Broadcast control – each VLAN is an isolated broadcast domain, reducing broadcast storms.

Enhanced security – traffic between VLANs is blocked unless routed, protecting sensitive departments.

Simplified management – administrators can manage groups of users as single entities.

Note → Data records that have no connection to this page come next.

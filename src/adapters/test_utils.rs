//! Shared test utilities for adapter testing
//!
//! [`MockConnector`] stands in for the TLS connector: every `open()` creates
//! an in-memory socket and hands the server end ([`MockSession`]) to the test,
//! which can then read what the client sent and push frames back.

use std::collections::VecDeque;
use std::sync::atomic::{AtomicUsize, Ordering};
use std::sync::Mutex;

use async_trait::async_trait;
use serde_json::Value;
use tokio::sync::mpsc;
use tokio_tungstenite::tungstenite::{Error as WsError, Message};

use crate::adapters::errors::ExchangeError;
use crate::adapters::shared::{Connector, WsSink, WsSource};

/// Server end of one in-memory connection
pub struct MockSession {
    /// URL the client opened
    pub url: String,
    /// Frames written by the client
    pub sent: mpsc::UnboundedReceiver<Message>,
    /// Frames (or errors) delivered to the client's reader
    pub push: mpsc::UnboundedSender<Result<Message, WsError>>,
}

impl MockSession {
    /// Next JSON frame written by the client, skipping control frames
    ///
    /// `None` once the client has dropped its write half.
    pub async fn next_json(&mut self) -> Option<Value> {
        while let Some(msg) = self.sent.recv().await {
            if let Message::Text(text) = msg {
                if let Ok(value) = serde_json::from_str(&text) {
                    return Some(value);
                }
            }
        }
        None
    }

    /// JSON frames already written by the client, without waiting
    pub fn drain_json(&mut self) -> Vec<Value> {
        let mut frames = Vec::new();
        while let Ok(msg) = self.sent.try_recv() {
            if let Message::Text(text) = msg {
                if let Ok(value) = serde_json::from_str(&text) {
                    frames.push(value);
                }
            }
        }
        frames
    }

    /// Deliver a JSON text frame to the client
    pub fn send_json(&self, value: Value) {
        let _ = self.push.send(Ok(Message::Text(value.to_string())));
    }

    /// Deliver a raw text frame to the client
    pub fn send_text(&self, text: &str) {
        let _ = self.push.send(Ok(Message::Text(text.to_string())));
    }

    /// Answer a ping
    pub fn pong(&self) {
        self.send_json(serde_json::json!({"channel": "pong"}));
    }

    /// Send a Close frame
    pub fn close(&self) {
        let _ = self.push.send(Ok(Message::Close(None)));
    }
}

/// Connector producing in-memory sockets
pub struct MockConnector {
    sessions: mpsc::UnboundedSender<MockSession>,
    failures: Mutex<VecDeque<String>>,
    opens: AtomicUsize,
}

impl MockConnector {
    /// Connector plus the receiver on which each opened session arrives
    pub fn new() -> (Self, mpsc::UnboundedReceiver<MockSession>) {
        let (sessions, rx) = mpsc::unbounded_channel();
        (
            Self {
                sessions,
                failures: Mutex::new(VecDeque::new()),
                opens: AtomicUsize::new(0),
            },
            rx,
        )
    }

    /// Make the next `count` opens fail
    pub fn fail_next(&self, count: usize) {
        let mut failures = self.failures.lock().unwrap_or_else(|p| p.into_inner());
        for _ in 0..count {
            failures.push_back("connection refused".to_string());
        }
    }

    /// Number of `open()` calls so far, failed ones included
    pub fn open_count(&self) -> usize {
        self.opens.load(Ordering::SeqCst)
    }
}

#[async_trait]
impl Connector for MockConnector {
    async fn open(&self, url: &str) -> Result<(WsSink, WsSource), ExchangeError> {
        self.opens.fetch_add(1, Ordering::SeqCst);
        let failure = self
            .failures
            .lock()
            .unwrap_or_else(|p| p.into_inner())
            .pop_front();
        if let Some(reason) = failure {
            return Err(ExchangeError::ConnectionFailed(reason));
        }

        let (out_tx, out_rx) = mpsc::unbounded_channel::<Message>();
        let (in_tx, in_rx) = mpsc::unbounded_channel::<Result<Message, WsError>>();

        let sink = futures_util::sink::unfold(out_tx, |tx, msg: Message| async move {
            tx.send(msg).map_err(|_| WsError::ConnectionClosed)?;
            Ok::<_, WsError>(tx)
        });
        let source = futures_util::stream::unfold(in_rx, |mut rx| async move {
            rx.recv().await.map(|item| (item, rx))
        });

        self.sessions
            .send(MockSession {
                url: url.to_string(),
                sent: out_rx,
                push: in_tx,
            })
            .map_err(|_| ExchangeError::ConnectionFailed("mock server dropped".into()))?;

        Ok((Box::pin(sink), Box::pin(source)))
    }
}
//! Micro-operation benchmarks for `CountBuckets`.
//!
//! Run with: `cargo bench --bench count_buckets`

use std::hint::black_box;

use countkit::ds::CountBuckets;
use criterion::{BatchSize, Criterion, Throughput, criterion_group, criterion_main};

const KEYS: u64 = 4096;

/// Key `k` ends up at count `k % spread + 1`.
fn populated(spread: u64) -> CountBuckets<u64> {
    let mut store = CountBuckets::with_capacity(KEYS as usize);
    for key in 0..KEYS {
        for _ in 0..=(key % spread) {
            store.increment(key);
        }
    }
    store
}

fn bench_increment(c: &mut Criterion) {
    let mut group = c.benchmark_group("count_buckets_increment");
    group.throughput(Throughput::Elements(KEYS));

    group.bench_function("new_keys", |b| {
        b.iter_batched(
            || CountBuckets::<u64>::with_capacity(KEYS as usize),
            |mut store| {
                for key in 0..KEYS {
                    store.increment(black_box(key));
                }
                store
            },
            BatchSize::SmallInput,
        )
    });

    group.bench_function("existing_keys", |b| {
        b.iter_batched(
            || populated(64),
            |mut store| {
                for key in 0..KEYS {
                    store.increment(black_box(key));
                }
                store
            },
            BatchSize::SmallInput,
        )
    });

    group.bench_function("single_hot_key", |b| {
        b.iter_batched(
            || populated(1),
            |mut store| {
                for _ in 0..KEYS {
                    store.increment(black_box(0));
                }
                store
            },
            BatchSize::SmallInput,
        )
    });
    group.finish();
}

fn bench_decrement(c: &mut Criterion) {
    let mut group = c.benchmark_group("count_buckets_decrement");
    group.throughput(Throughput::Elements(KEYS));

    group.bench_function("drain_to_empty", |b| {
        b.iter_batched(
            || populated(1),
            |mut store| {
                for key in 0..KEYS {
                    black_box(store.decrement(&key));
                }
                store
            },
            BatchSize::SmallInput,
        )
    });

    group.bench_function("missing_keys", |b| {
        b.iter_batched(
            || populated(8),
            |mut store| {
                for key in KEYS..KEYS * 2 {
                    black_box(store.decrement(&key));
                }
                store
            },
            BatchSize::SmallInput,
        )
    });
    group.finish();
}

fn bench_extremes(c: &mut Criterion) {
    let mut group = c.benchmark_group("count_buckets_extremes");
    group.throughput(Throughput::Elements(1));
    let store = populated(512);

    group.bench_function("max_key", |b| b.iter(|| black_box(store.max_key())));
    group.bench_function("min_key", |b| b.iter(|| black_box(store.min_key())));
    group.finish();
}

criterion_group!(benches, bench_increment, bench_decrement, bench_extremes);
criterion_main!(benches);
use crate::metrics::cell::MetricsCell;
use crate::metrics::traits::{
    BucketMetricsRecorder, CounterMetricsReadRecorder, CounterMetricsRecorder,
};

#[derive(Debug, Default)]
pub struct CounterMetrics {
    pub increment_calls: u64,
    pub increment_new: u64,
    pub increment_saturated: u64,
    pub decrement_calls: u64,
    pub decrement_missing: u64,
    pub decrement_removed: u64,
    pub clear_calls: u64,
    pub buckets_created: u64,
    pub buckets_removed: u64,
    pub max_key_calls: MetricsCell,
    pub min_key_calls: MetricsCell,
    pub scan_steps: MetricsCell,
}

impl CounterMetrics {
    pub fn reset(&mut self) {
        self.increment_calls = 0;
        self.increment_new = 0;
        self.increment_saturated = 0;
        self.decrement_calls = 0;
        self.decrement_missing = 0;
        self.decrement_removed = 0;
        self.clear_calls = 0;
        self.buckets_created = 0;
        self.buckets_removed = 0;
        self.max_key_calls.reset();
        self.min_key_calls.reset();
        self.scan_steps.reset();
    }
}

impl CounterMetricsRecorder for CounterMetrics {
    fn record_increment_new(&mut self) {
        self.increment_calls += 1;
        self.increment_new += 1;
    }

    fn record_increment_existing(&mut self) {
        self.increment_calls += 1;
    }

    fn record_increment_saturated(&mut self) {
        self.increment_calls += 1;
        self.increment_saturated += 1;
    }

    fn record_decrement_missing(&mut self) {
        self.decrement_calls += 1;
        self.decrement_missing += 1;
    }

    fn record_decrement_existing(&mut self) {
        self.decrement_calls += 1;
    }

    fn record_decrement_removed(&mut self) {
        self.decrement_calls += 1;
        self.decrement_removed += 1;
    }

    fn record_clear(&mut self) {
        self.clear_calls += 1;
    }
}

impl BucketMetricsRecorder for CounterMetrics {
    fn record_bucket_created(&mut self) {
        self.buckets_created += 1;
    }

    fn record_bucket_removed(&mut self) {
        self.buckets_removed += 1;
    }
}

impl CounterMetricsReadRecorder for &CounterMetrics {
    fn record_max_key_call(&self) {
        self.max_key_calls.incr();
    }

    fn record_min_key_call(&self) {
        self.min_key_calls.incr();
    }

    fn record_scan_step(&self) {
        self.scan_steps.incr();
    }
}

#[cfg(test)]
mod tests {
    use super::*;

    #[test]
    fn increment_paths_share_call_counter() {
        let mut m = CounterMetrics::default();
        m.record_increment_new();
        m.record_increment_existing();
        m.record_increment_saturated();
        assert_eq!(m.increment_calls, 3);
        assert_eq!(m.increment_new, 1);
        assert_eq!(m.increment_saturated, 1);
    }

    #[test]
    fn decrement_paths_share_call_counter() {
        let mut m = CounterMetrics::default();
        m.record_decrement_missing();
        m.record_decrement_existing();
        m.record_decrement_removed();
        assert_eq!(m.decrement_calls, 3);
        assert_eq!(m.decrement_missing, 1);
        assert_eq!(m.decrement_removed, 1);
    }

    #[test]
    fn read_recorder_works_through_shared_ref() {
        let m = CounterMetrics::default();
        (&m).record_max_key_call();
        (&m).record_min_key_call();
        (&m).record_scan_step();
        (&m).record_scan_step();
        assert_eq!(m.max_key_calls.get(), 1);
        assert_eq!(m.min_key_calls.get(), 1);
        assert_eq!(m.scan_steps.get(), 2);
    }

    #[test]
    fn reset_zeroes_everything() {
        let mut m = CounterMetrics::default();
        m.record_bucket_created();
        m.record_clear();
        (&m).record_scan_step();
        (&m).record_max_key_call();
        (&m).record_min_key_call();
        m.reset();
        assert_eq!(m.buckets_created, 0);
        assert_eq!(m.clear_calls, 0);
        assert_eq!(m.scan_steps.get(), 0);
        assert_eq!(m.max_key_calls.get(), 0);
        assert_eq!(m.min_key_calls.get(), 0);
    }
}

Cost reduction – fewer physical networks are needed while still providing separation.

Configuration Example

A typical medium‑size LAN with three managed switches (Switch1, Switch2, Switch3) and a router is used to illustrate port‑based VLAN configuration.

VLAN table:

VLAN 号  VLAN 名  端口号
2 Prod   Switch1 2‑21
3 Fina   Switch2 2‑16
4 Huma   Switch3 2‑9
5 Info   Switch3 10‑21

Step 1: Connect to the switch via a terminal program.

Step 2: Enter privileged mode: #enable Step 3: Set hostnames and privileged passwords (example for Switch1):

Switch1(config)#hostname Switch1
Switch1(config)#enable password level 15 XXXXX

Step 4: Create VLANs and assign names:

Switch1(config)#vlan 2 name Prod
Switch2(config)#vlan 3 name Fina
Switch3(config)#vlan 4 name Huma
Switch3(config)#vlan 5 name Info

Step 5: Assign ports to VLANs (static membership). Example for Switch1 (VLAN 2):

Switch1(config)#int e0/2
Switch1(config-if)#vlan-membership static 2
Switch1(config)#int e0/3
Switch1(config-if)#vlan-membership static 2
... (continue for ports e0/4‑e0/21)

Similar commands are applied to Switch2 (VLAN 3) and Switch3 (VLAN 4 and VLAN 5) for the respective port ranges.

After configuration, verify with: show vlan The configuration isolates the Production, Finance, Human Resources, and Information Center departments into separate VLANs, preventing unauthorized access and simplifying network management.